LyondellBasell did not collapse. Although the United States units and an affiliate registered in Germany filed for voluntary bankruptcy protection, the rest of the group, including the Netherlands parent, is operating normally. Sources:

  • “Press release: Non-U.S. Operations Not Affected By Chapter 11 Filing (English version)” — LyondellBasell, January 8, 2009
  • Ludwig Burger and Rupert Winchester. “LyondellBasell to exit Chap 11 in 1-2 yrs-paper” — Reuters, January 12, 2009 

Global chemical manufacturer LyondellBasell — the third-largest private chemical company in the world — has collapsed. The firm filed for Chapter 11 bankruptcy protection in the United States, as well as the Dutch equivalent. They had failed to meet a January 4 deadline on postponed debt payments, and talks with creditors failed.

Headquartered in The Netherlands, LyondellBasell is owned by private equity tycoon Len Blavatnik, who had already refused the company a loan to help deal with debt resulting from a $12.7 billion merger between Basell International Holdings and Lyondell Chemical to create LyondellBasell Industries.

The company had already appointed Kevin McShea from Alix Partners to restructure the firm. McShea was assigned speculatively prior to the bankruptcy filing. Access Industries, Blavatnik’s company, refused to extend credit as part of a loan deal brokered in March, a decision Lyondell Chemicals Company, a subsidiary of LyondellBasell, stated they were unhappy with.

LyondellBasell had postponed $280 million worth of interest payments, which Standard & Poor said placed it in “selective default” with a “rapidly weakening liquidity position”. S&P also said that LyondellBasell have debts of $26 billion in a report on the company prior to the firm’s collapse.

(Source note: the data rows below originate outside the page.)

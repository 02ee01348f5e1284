//! モデルメタデータの定義
//!
//! モデルアーカイブ（tar.gz）内の `metadata.json` として保存されます。

use anyhow::{Context, Result};
use serde::{Deserialize, Serialize};

use crate::classifier::CLASS_NAMES;
use crate::preprocess::{ChannelOrder, IMAGE_SIZE};

/// 受け付ける最小の入力サイズ（3段の畳み込みとプーリングを通せる大きさ）
pub const MIN_INPUT_SIZE: u32 = 18;

/// モデルメタデータ
#[derive(Debug, Clone, Serialize, Deserialize)]
pub struct ModelMetadata {
    /// 全クラスラベル（モデル出力のインデックス順）
    /// 例: ["apple", "avocado", ..., "watermelon"]
    pub class_labels: Vec<String>,

    /// モデル入力サイズ（正方形、通常224）
    pub model_input_size: u32,

    /// 入力画素のチャネル順
    #[serde(default)]
    pub channel_order: ChannelOrder,

    /// 作成時刻（ISO8601形式）
    pub created_at: String,

    /// 任意の説明
    #[serde(default)]
    pub description: Option<String>,
}

impl Default for ModelMetadata {
    fn default() -> Self {
        Self::new(
            CLASS_NAMES.iter().map(|s| s.to_string()).collect(),
            IMAGE_SIZE,
            ChannelOrder::default(),
        )
    }
}

impl ModelMetadata {
    /// 新しいメタデータを作成
    pub fn new(class_labels: Vec<String>, model_input_size: u32, channel_order: ChannelOrder) -> Self {
        Self {
            class_labels,
            model_input_size,
            channel_order,
            created_at: chrono::Local::now().to_rfc3339(),
            description: None,
        }
    }

    pub fn num_classes(&self) -> usize {
        self.class_labels.len()
    }

    /// 期待するクラス数と入力サイズを満たしているか検証
    ///
    /// ラベルは [`CLASS_NAMES`] の並べ替えでなければならない。
    /// 並び順はアーカイブ側が正で、出力ベクトルの位置はこの順に対応する。
    pub fn validate(&self, expected_classes: usize) -> Result<()> {
        if self.class_labels.len() != expected_classes {
            anyhow::bail!(
                "metadata declares {} class labels, expected {}",
                self.class_labels.len(),
                expected_classes
            );
        }
        if let Some(label) = self
            .class_labels
            .iter()
            .find(|l| !CLASS_NAMES.contains(&l.as_str()))
        {
            anyhow::bail!("unknown class label: {:?} (expected one of {})", label, CLASS_NAMES.join(", "));
        }
        for (i, label) in self.class_labels.iter().enumerate() {
            if self.class_labels[..i].contains(label) {
                anyhow::bail!("duplicate class label: {}", label);
            }
        }
        if self.model_input_size < MIN_INPUT_SIZE {
            anyhow::bail!(
                "model input size {} is too small (minimum {})",
                self.model_input_size,
                MIN_INPUT_SIZE
            );
        }
        Ok(())
    }

    /// メタデータをJSON文字列に変換
    pub fn to_json_string(&self) -> Result<String> {
        serde_json::to_string_pretty(self).context("Failed to serialize metadata to JSON")
    }

    /// JSON文字列からメタデータを生成
    pub fn from_json_string(json: &str) -> Result<Self> {
        serde_json::from_str(json).context("Failed to deserialize metadata from JSON")
    }
}

#[cfg(test)]
mod tests {
    use super::*;

    #[test]
    fn test_default_metadata_is_valid() {
        let metadata = ModelMetadata::default();
        assert_eq!(metadata.num_classes(), 10);
        assert_eq!(metadata.model_input_size, 224);
        metadata.validate(10).unwrap();
    }

    #[test]
    fn test_wrong_label_count_is_rejected() {
        let mut metadata = ModelMetadata::default();
        metadata.class_labels.pop();
        assert!(metadata.validate(10).is_err());
    }

    #[test]
    fn test_duplicate_label_is_rejected() {
        let mut metadata = ModelMetadata::default();
        metadata.class_labels[1] = "apple".to_string();
        assert!(metadata.validate(10).is_err());
    }

    #[test]
    fn test_unknown_labels_are_rejected() {
        let mut metadata = ModelMetadata::default();
        metadata.class_labels = (0..10).map(|i| format!("rock{}", i)).collect();
        let err = metadata.validate(10).unwrap_err();
        assert!(err.to_string().contains("rock0"));

        let mut metadata = ModelMetadata::default();
        metadata.class_labels[3] = "Cherry".to_string();
        assert!(metadata.validate(10).is_err());
    }

    #[test]
    fn test_reordered_labels_are_accepted() {
        let mut metadata = ModelMetadata::default();
        metadata.class_labels.reverse();
        metadata.validate(10).unwrap();
        assert_eq!(metadata.class_labels[0], "watermelon");
    }

    #[test]
    fn test_small_input_is_rejected() {
        let mut metadata = ModelMetadata::default();
        metadata.model_input_size = 8;
        assert!(metadata.validate(10).is_err());
    }

    #[test]
    fn test_json_without_channel_order_defaults_to_bgr() {
        let json = r#"{"class_labels":["a","b"],"model_input_size":32,"created_at":"2024-01-01T00:00:00+00:00"}"#;
        let metadata = ModelMetadata::from_json_string(json).unwrap();
        assert_eq!(metadata.channel_order, ChannelOrder::Bgr);
        assert_eq!(metadata.description, None);
    }
}
//! 学習前の分類モデルアーカイブを書き出す
//!
//! 重みはランダム初期化のままなので予測結果に意味はありませんが、
//! 学習済みの重みが用意できる前にパイプライン全体を動かす確認に使えます。

use anyhow::Result;
use std::path::PathBuf;

use fruity_nutrition::ml::InferenceEngine;
use fruity_nutrition::model::{print_metadata_info, AppConfig, DeviceType, ModelMetadata};

fn main() -> Result<()> {
    tracing_subscriber::fmt()
        .with_max_level(tracing::Level::INFO)
        .with_writer(std::io::stderr)
        .init();

    // コマンドライン引数を取得
    let args: Vec<String> = std::env::args().collect();
    let output_path = if args.len() > 1 {
        PathBuf::from(&args[1])
    } else {
        PathBuf::from(AppConfig::load_or_default(AppConfig::default_path()).model.model_path)
    };

    let mut metadata = ModelMetadata::default();
    metadata.description = Some("untrained scaffold".to_string());

    let engine = InferenceEngine::init_untrained(metadata, DeviceType::Cpu)?;
    let saved = engine.save(&output_path)?;

    println!("モデルを書き出しました: {}", saved.display());
    print_metadata_info(engine.metadata());
    Ok(())
}
//! PostgreSQL implementation of the goal repository.
//!
//! Milestones are stored denormalized as a JSONB column on the goal row,
//! so an aggregate update writes the journey and its rollup in one
//! statement.

use async_trait::async_trait;
use sqlx::postgres::{PgPool, PgRow};
use sqlx::types::Json;
use sqlx::Row;

use crate::domain::foundation::{GoalId, Progress, StoreError, Timestamp, UserId};
use crate::domain::goal::{Complexity, Goal, GoalStatus, Milestone};
use crate::ports::{GoalRepository, GOAL_LIST_LIMIT};

use super::{column_error, store_error};

/// PostgreSQL-backed goal repository
#[derive(Clone)]
pub struct PostgresGoalRepository {
    pool: PgPool,
}

impl PostgresGoalRepository {
    /// Creates a new repository with the given connection pool
    pub fn new(pool: PgPool) -> Self {
        Self { pool }
    }
}

#[async_trait]
impl GoalRepository for PostgresGoalRepository {
    async fn insert(&self, goal: &Goal) -> Result<(), StoreError> {
        sqlx::query(
            r#"
            INSERT INTO goals (
                id, user_id, title, description, category, complexity,
                duration_weeks, progress, status, milestones, current_week,
                created_at
            )
            VALUES ($1, $2, $3, $4, $5, $6, $7, $8, $9, $10, $11, $12)
            "#,
        )
        .bind(goal.id().to_string())
        .bind(goal.user_id().to_string())
        .bind(goal.title())
        .bind(goal.description())
        .bind(goal.category())
        .bind(goal.complexity().as_str())
        .bind(goal.duration_weeks() as i32)
        .bind(i32::from(goal.progress().value()))
        .bind(goal.status().as_str())
        .bind(Json(goal.milestones()))
        .bind(goal.current_week() as i32)
        .bind(*goal.created_at().as_datetime())
        .execute(&self.pool)
        .await
        .map_err(|e| store_error("insert goal", e))?;

        Ok(())
    }

    async fn find_by_id(&self, id: GoalId, owner: UserId) -> Result<Option<Goal>, StoreError> {
        let row = sqlx::query(
            r#"
            SELECT id, user_id, title, description, category, complexity,
                   duration_weeks, progress, status, milestones, current_week,
                   created_at
            FROM goals
            WHERE id = $1 AND user_id = $2
            "#,
        )
        .bind(id.to_string())
        .bind(owner.to_string())
        .fetch_optional(&self.pool)
        .await
        .map_err(|e| store_error("fetch goal", e))?;

        row.map(|r| row_to_goal(&r)).transpose()
    }

    async fn find_by_owner(&self, owner: UserId) -> Result<Vec<Goal>, StoreError> {
        let rows = sqlx::query(
            r#"
            SELECT id, user_id, title, description, category, complexity,
                   duration_weeks, progress, status, milestones, current_week,
                   created_at
            FROM goals
            WHERE user_id = $1
            ORDER BY created_at DESC
            LIMIT $2
            "#,
        )
        .bind(owner.to_string())
        .bind(GOAL_LIST_LIMIT as i64)
        .fetch_all(&self.pool)
        .await
        .map_err(|e| store_error("list goals", e))?;

        rows.iter().map(row_to_goal).collect()
    }

    async fn update(&self, goal: &Goal) -> Result<bool, StoreError> {
        let result = sqlx::query(
            r#"
            UPDATE goals
            SET title = $3, description = $4, category = $5, complexity = $6,
                duration_weeks = $7, progress = $8, status = $9,
                milestones = $10, current_week = $11
            WHERE id = $1 AND user_id = $2
            "#,
        )
        .bind(goal.id().to_string())
        .bind(goal.user_id().to_string())
        .bind(goal.title())
        .bind(goal.description())
        .bind(goal.category())
        .bind(goal.complexity().as_str())
        .bind(goal.duration_weeks() as i32)
        .bind(i32::from(goal.progress().value()))
        .bind(goal.status().as_str())
        .bind(Json(goal.milestones()))
        .bind(goal.current_week() as i32)
        .execute(&self.pool)
        .await
        .map_err(|e| store_error("update goal", e))?;

        Ok(result.rows_affected() > 0)
    }

    async fn delete(&self, id: GoalId, owner: UserId) -> Result<bool, StoreError> {
        let result = sqlx::query(
            r#"
            DELETE FROM goals
            WHERE id = $1 AND user_id = $2
            "#,
        )
        .bind(id.to_string())
        .bind(owner.to_string())
        .execute(&self.pool)
        .await
        .map_err(|e| store_error("delete goal", e))?;

        Ok(result.rows_affected() > 0)
    }
}

// ═══════════════════════════════════════════════════════════════════════════
// Helper functions
// ═══════════════════════════════════════════════════════════════════════════

/// Converts a database row to a Goal aggregate
fn row_to_goal(row: &PgRow) -> Result<Goal, StoreError> {
    let id: String = row.try_get("id").map_err(|e| column_error("id", e))?;
    let id = GoalId::parse(&id).map_err(|e| column_error("id", e))?;

    let user_id: String = row
        .try_get("user_id")
        .map_err(|e| column_error("user_id", e))?;
    let user_id = UserId::parse(&user_id).map_err(|e| column_error("user_id", e))?;

    let title: String = row.try_get("title").map_err(|e| column_error("title", e))?;
    let description: String = row
        .try_get("description")
        .map_err(|e| column_error("description", e))?;
    let category: String = row
        .try_get("category")
        .map_err(|e| column_error("category", e))?;

    let complexity: String = row
        .try_get("complexity")
        .map_err(|e| column_error("complexity", e))?;
    let complexity: Complexity = complexity
        .parse()
        .map_err(|e| column_error("complexity", e))?;

    let duration_weeks: i32 = row
        .try_get("duration_weeks")
        .map_err(|e| column_error("duration_weeks", e))?;
    let duration_weeks =
        u32::try_from(duration_weeks).map_err(|e| column_error("duration_weeks", e))?;

    let progress: i32 = row
        .try_get("progress")
        .map_err(|e| column_error("progress", e))?;
    let progress =
        Progress::try_new(i64::from(progress)).map_err(|e| column_error("progress", e))?;

    let status: String = row
        .try_get("status")
        .map_err(|e| column_error("status", e))?;
    let status: GoalStatus = status.parse().map_err(|e| column_error("status", e))?;

    let milestones: Json<Vec<Milestone>> = row
        .try_get("milestones")
        .map_err(|e| column_error("milestones", e))?;

    let current_week: i32 = row
        .try_get("current_week")
        .map_err(|e| column_error("current_week", e))?;
    let current_week = u32::try_from(current_week).map_err(|e| column_error("current_week", e))?;

    let created_at: chrono::DateTime<chrono::Utc> = row
        .try_get("created_at")
        .map_err(|e| column_error("created_at", e))?;

    Ok(Goal::reconstitute(
        id,
        user_id,
        title,
        description,
        category,
        complexity,
        duration_weeks,
        progress,
        status,
        milestones.0,
        current_week,
        Timestamp::from_datetime(created_at),
    ))
}
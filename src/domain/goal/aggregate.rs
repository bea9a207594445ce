//! Goal aggregate: a learning goal and its weekly journey.
//!
//! The aggregate owns the milestone rollup rule. Whenever a milestone
//! status changes, progress is recomputed as the rounded share of
//! completed milestones and the goal status is derived from that
//! percentage. The partial-update path deliberately bypasses the rollup:
//! progress, status, and current week written through it land verbatim.

use crate::domain::foundation::{GoalId, Progress, Timestamp, UserId, ValidationError};

use super::errors::GoalError;
use super::milestone::{Milestone, MilestoneStatus};
use super::{Complexity, GoalStatus};

/// Maximum length of a goal title, in characters.
pub const MAX_TITLE_LENGTH: usize = 100;

/// Maximum length of a goal description, in characters.
pub const MAX_DESCRIPTION_LENGTH: usize = 500;

/// Shortest allowed journey.
pub const MIN_DURATION_WEEKS: u32 = 1;

/// Longest allowed journey, one year.
pub const MAX_DURATION_WEEKS: u32 = 52;

// ═══════════════════════════════════════════════════════════════════════
// New goal input
// ═══════════════════════════════════════════════════════════════════════

/// Validated fields for a goal that does not exist yet.
///
/// Construction is the validation boundary: once a `NewGoal` exists, its
/// fields are known to be within bounds.
#[derive(Debug, Clone)]
pub struct NewGoal {
    title: String,
    description: String,
    category: String,
    complexity: Complexity,
    duration_weeks: u32,
}

impl NewGoal {
    /// Validates the raw fields of a goal creation request.
    pub fn new(
        title: impl Into<String>,
        description: impl Into<String>,
        category: impl Into<String>,
        complexity: Complexity,
        duration_weeks: u32,
    ) -> Result<Self, ValidationError> {
        let title = title.into();
        let description = description.into();
        validate_title(&title)?;
        validate_description(&description)?;
        validate_duration(duration_weeks)?;
        Ok(Self {
            title,
            description,
            category: category.into(),
            complexity,
            duration_weeks,
        })
    }

    pub fn title(&self) -> &str {
        &self.title
    }

    pub fn complexity(&self) -> Complexity {
        self.complexity
    }

    pub fn duration_weeks(&self) -> u32 {
        self.duration_weeks
    }
}

// ═══════════════════════════════════════════════════════════════════════
// Partial updates
// ═══════════════════════════════════════════════════════════════════════

/// Fields of a partial goal update. `None` means "leave unchanged".
///
/// Progress, status, and current week are the manual escape hatch: when
/// present they overwrite the stored values without triggering the
/// milestone rollup, and a later milestone update recomputes them again.
#[derive(Debug, Clone, Default, PartialEq, Eq)]
pub struct GoalChanges {
    pub title: Option<String>,
    pub description: Option<String>,
    pub category: Option<String>,
    pub complexity: Option<Complexity>,
    pub duration_weeks: Option<u32>,
    pub progress: Option<Progress>,
    pub status: Option<GoalStatus>,
    pub current_week: Option<u32>,
}

impl GoalChanges {
    /// True when no field would change.
    pub fn is_empty(&self) -> bool {
        self.title.is_none()
            && self.description.is_none()
            && self.category.is_none()
            && self.complexity.is_none()
            && self.duration_weeks.is_none()
            && self.progress.is_none()
            && self.status.is_none()
            && self.current_week.is_none()
    }
}

// ═══════════════════════════════════════════════════════════════════════
// Aggregate
// ═══════════════════════════════════════════════════════════════════════

/// Count of milestones per status for a goal.
#[derive(Debug, Clone, Copy, PartialEq, Eq)]
pub struct MilestoneCounts {
    pub total: usize,
    pub completed: usize,
    pub in_progress: usize,
    pub not_started: usize,
}

/// A learning goal owned by one user, with its weekly milestones.
#[derive(Debug, Clone, PartialEq)]
pub struct Goal {
    id: GoalId,
    user_id: UserId,
    title: String,
    description: String,
    category: String,
    complexity: Complexity,
    duration_weeks: u32,
    progress: Progress,
    status: GoalStatus,
    milestones: Vec<Milestone>,
    current_week: u32,
    created_at: Timestamp,
}

impl Goal {
    /// Creates a new goal with its journey.
    ///
    /// Callers build the journey with [`Milestone::journey_from_plan`] or
    /// [`Milestone::placeholder_journey`], both of which produce exactly
    /// one milestone per week of the requested duration.
    pub fn create(id: GoalId, user_id: UserId, new: NewGoal, journey: Vec<Milestone>) -> Self {
        Self {
            id,
            user_id,
            title: new.title,
            description: new.description,
            category: new.category,
            complexity: new.complexity,
            duration_weeks: new.duration_weeks,
            progress: Progress::ZERO,
            status: GoalStatus::NotStarted,
            milestones: journey,
            current_week: 1,
            created_at: Timestamp::now(),
        }
    }

    /// Rebuilds a goal from stored state. For persistence adapters only;
    /// trusts that the stored data was valid when written.
    #[allow(clippy::too_many_arguments)]
    pub fn reconstitute(
        id: GoalId,
        user_id: UserId,
        title: String,
        description: String,
        category: String,
        complexity: Complexity,
        duration_weeks: u32,
        progress: Progress,
        status: GoalStatus,
        milestones: Vec<Milestone>,
        current_week: u32,
        created_at: Timestamp,
    ) -> Self {
        Self {
            id,
            user_id,
            title,
            description,
            category,
            complexity,
            duration_weeks,
            progress,
            status,
            milestones,
            current_week,
            created_at,
        }
    }

    // ───────────────────────────────────────────────────────────────────
    // Accessors
    // ───────────────────────────────────────────────────────────────────

    pub fn id(&self) -> GoalId {
        self.id
    }

    pub fn user_id(&self) -> UserId {
        self.user_id
    }

    pub fn title(&self) -> &str {
        &self.title
    }

    pub fn description(&self) -> &str {
        &self.description
    }

    pub fn category(&self) -> &str {
        &self.category
    }

    pub fn complexity(&self) -> Complexity {
        self.complexity
    }

    pub fn duration_weeks(&self) -> u32 {
        self.duration_weeks
    }

    pub fn progress(&self) -> Progress {
        self.progress
    }

    pub fn status(&self) -> GoalStatus {
        self.status
    }

    pub fn milestones(&self) -> &[Milestone] {
        &self.milestones
    }

    pub fn current_week(&self) -> u32 {
        self.current_week
    }

    pub fn created_at(&self) -> Timestamp {
        self.created_at
    }

    // ───────────────────────────────────────────────────────────────────
    // Mutations
    // ───────────────────────────────────────────────────────────────────

    /// Sets the status of the milestone for `week` and rolls the change
    /// up into progress, goal status, and current week.
    ///
    /// Any status transition is allowed. The current week becomes the
    /// updated week regardless of direction.
    pub fn update_milestone_status(
        &mut self,
        week: u32,
        status: MilestoneStatus,
    ) -> Result<(), GoalError> {
        let milestone = self
            .milestones
            .iter_mut()
            .find(|m| m.week() == week)
            .ok_or_else(|| GoalError::milestone_not_found(self.id, week))?;
        milestone.set_status(status);
        self.current_week = week;
        self.recompute_rollup();
        Ok(())
    }

    /// Applies a validated partial update.
    ///
    /// Milestones are never touched here; changing the duration does not
    /// regenerate the journey. Progress and status land verbatim without
    /// recomputing the rollup.
    pub fn apply_update(&mut self, changes: GoalChanges) -> Result<(), GoalError> {
        if let Some(title) = changes.title {
            validate_title(&title)?;
            self.title = title;
        }
        if let Some(description) = changes.description {
            validate_description(&description)?;
            self.description = description;
        }
        if let Some(category) = changes.category {
            self.category = category;
        }
        if let Some(complexity) = changes.complexity {
            self.complexity = complexity;
        }
        if let Some(duration_weeks) = changes.duration_weeks {
            validate_duration(duration_weeks)?;
            self.duration_weeks = duration_weeks;
        }
        if let Some(progress) = changes.progress {
            self.progress = progress;
        }
        if let Some(status) = changes.status {
            self.status = status;
        }
        if let Some(current_week) = changes.current_week {
            validate_current_week(current_week)?;
            self.current_week = current_week;
        }
        Ok(())
    }

    /// Milestone counts per status. `not_started` is derived by
    /// subtraction, which cannot go negative since every milestone is in
    /// exactly one state.
    pub fn milestone_counts(&self) -> MilestoneCounts {
        let total = self.milestones.len();
        let completed = self
            .milestones
            .iter()
            .filter(|m| m.status().is_completed())
            .count();
        let in_progress = self
            .milestones
            .iter()
            .filter(|m| m.status().is_in_progress())
            .count();
        MilestoneCounts {
            total,
            completed,
            in_progress,
            not_started: total - completed - in_progress,
        }
    }

    fn recompute_rollup(&mut self) {
        let completed = self
            .milestones
            .iter()
            .filter(|m| m.status().is_completed())
            .count();
        self.progress = Progress::from_counts(completed, self.milestones.len());
        self.status = GoalStatus::from_progress(self.progress);
    }
}

// ═══════════════════════════════════════════════════════════════════════
// Field validation
// ═══════════════════════════════════════════════════════════════════════

fn validate_title(title: &str) -> Result<(), ValidationError> {
    if title.trim().is_empty() {
        return Err(ValidationError::empty("title"));
    }
    let length = title.chars().count();
    if length > MAX_TITLE_LENGTH {
        return Err(ValidationError::too_long("title", MAX_TITLE_LENGTH, length));
    }
    Ok(())
}

fn validate_description(description: &str) -> Result<(), ValidationError> {
    let length = description.chars().count();
    if length > MAX_DESCRIPTION_LENGTH {
        return Err(ValidationError::too_long(
            "description",
            MAX_DESCRIPTION_LENGTH,
            length,
        ));
    }
    Ok(())
}

fn validate_duration(duration_weeks: u32) -> Result<(), ValidationError> {
    if !(MIN_DURATION_WEEKS..=MAX_DURATION_WEEKS).contains(&duration_weeks) {
        return Err(ValidationError::out_of_range(
            "duration",
            MIN_DURATION_WEEKS as i64,
            MAX_DURATION_WEEKS as i64,
            duration_weeks as i64,
        ));
    }
    Ok(())
}

fn validate_current_week(current_week: u32) -> Result<(), ValidationError> {
    if current_week < 1 {
        return Err(ValidationError::invalid(
            "current_week",
            "must be at least 1",
        ));
    }
    Ok(())
}
//! HTTP routes for goal endpoints.

use axum::{
    routing::{get, post, put},
    Router,
};

use super::handlers::{
    create_goal, delete_goal, get_goal, get_goal_progress, list_goals, update_goal,
    update_milestone, GoalHandlers,
};

/// Creates the goal router with all endpoints.
pub fn goal_routes(handlers: GoalHandlers) -> Router {
    Router::new()
        .route("/", post(create_goal))
        .route("/", get(list_goals))
        .route("/:id", get(get_goal).put(update_goal).delete(delete_goal))
        .route("/:id/milestone/:week", put(update_milestone))
        .route("/:id/progress", get(get_goal_progress))
        .with_state(handlers)
}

LyondellBasell responded with a press release, issuing the following statement: “Standard & Poor’s definition of ‘selected default’ related to our corporate credit rating should not be misinterpreted to suggest that LyondellBasell is currently in default of its bank agreements. As they stated in their press release, ‘This is a default in our opinion according to our definitions and criteria.’ LyondellBasell is not currently in default according to its agreements with its lenders.”

The company met with high oil prices shortly after the expensive merger. This was followed by a general tail-off in demand caused by the ongoing financial crisis. Investors were continuing to bet before the collapse that the firm would restructure under bankruptcy protection, leaving lenders with big losses, potentially over 90% of their investments. The cost of credit protection for LyondellBasell bonds had soared. The creditors include Merrill Lynch, Goldman Sachs, Citigroup, ABN Amro and UBS.

On Thursday, an interim allowance was made by a judge for LyondellBasell to seek up to $2.167 billion of loans. There is also an emergency loan paid out of $100 million. As well as LyondellBasell, 79 affiliates have become insolvent. Citigroup has said the collapse will set them back $1.4 billion in unpaid debts.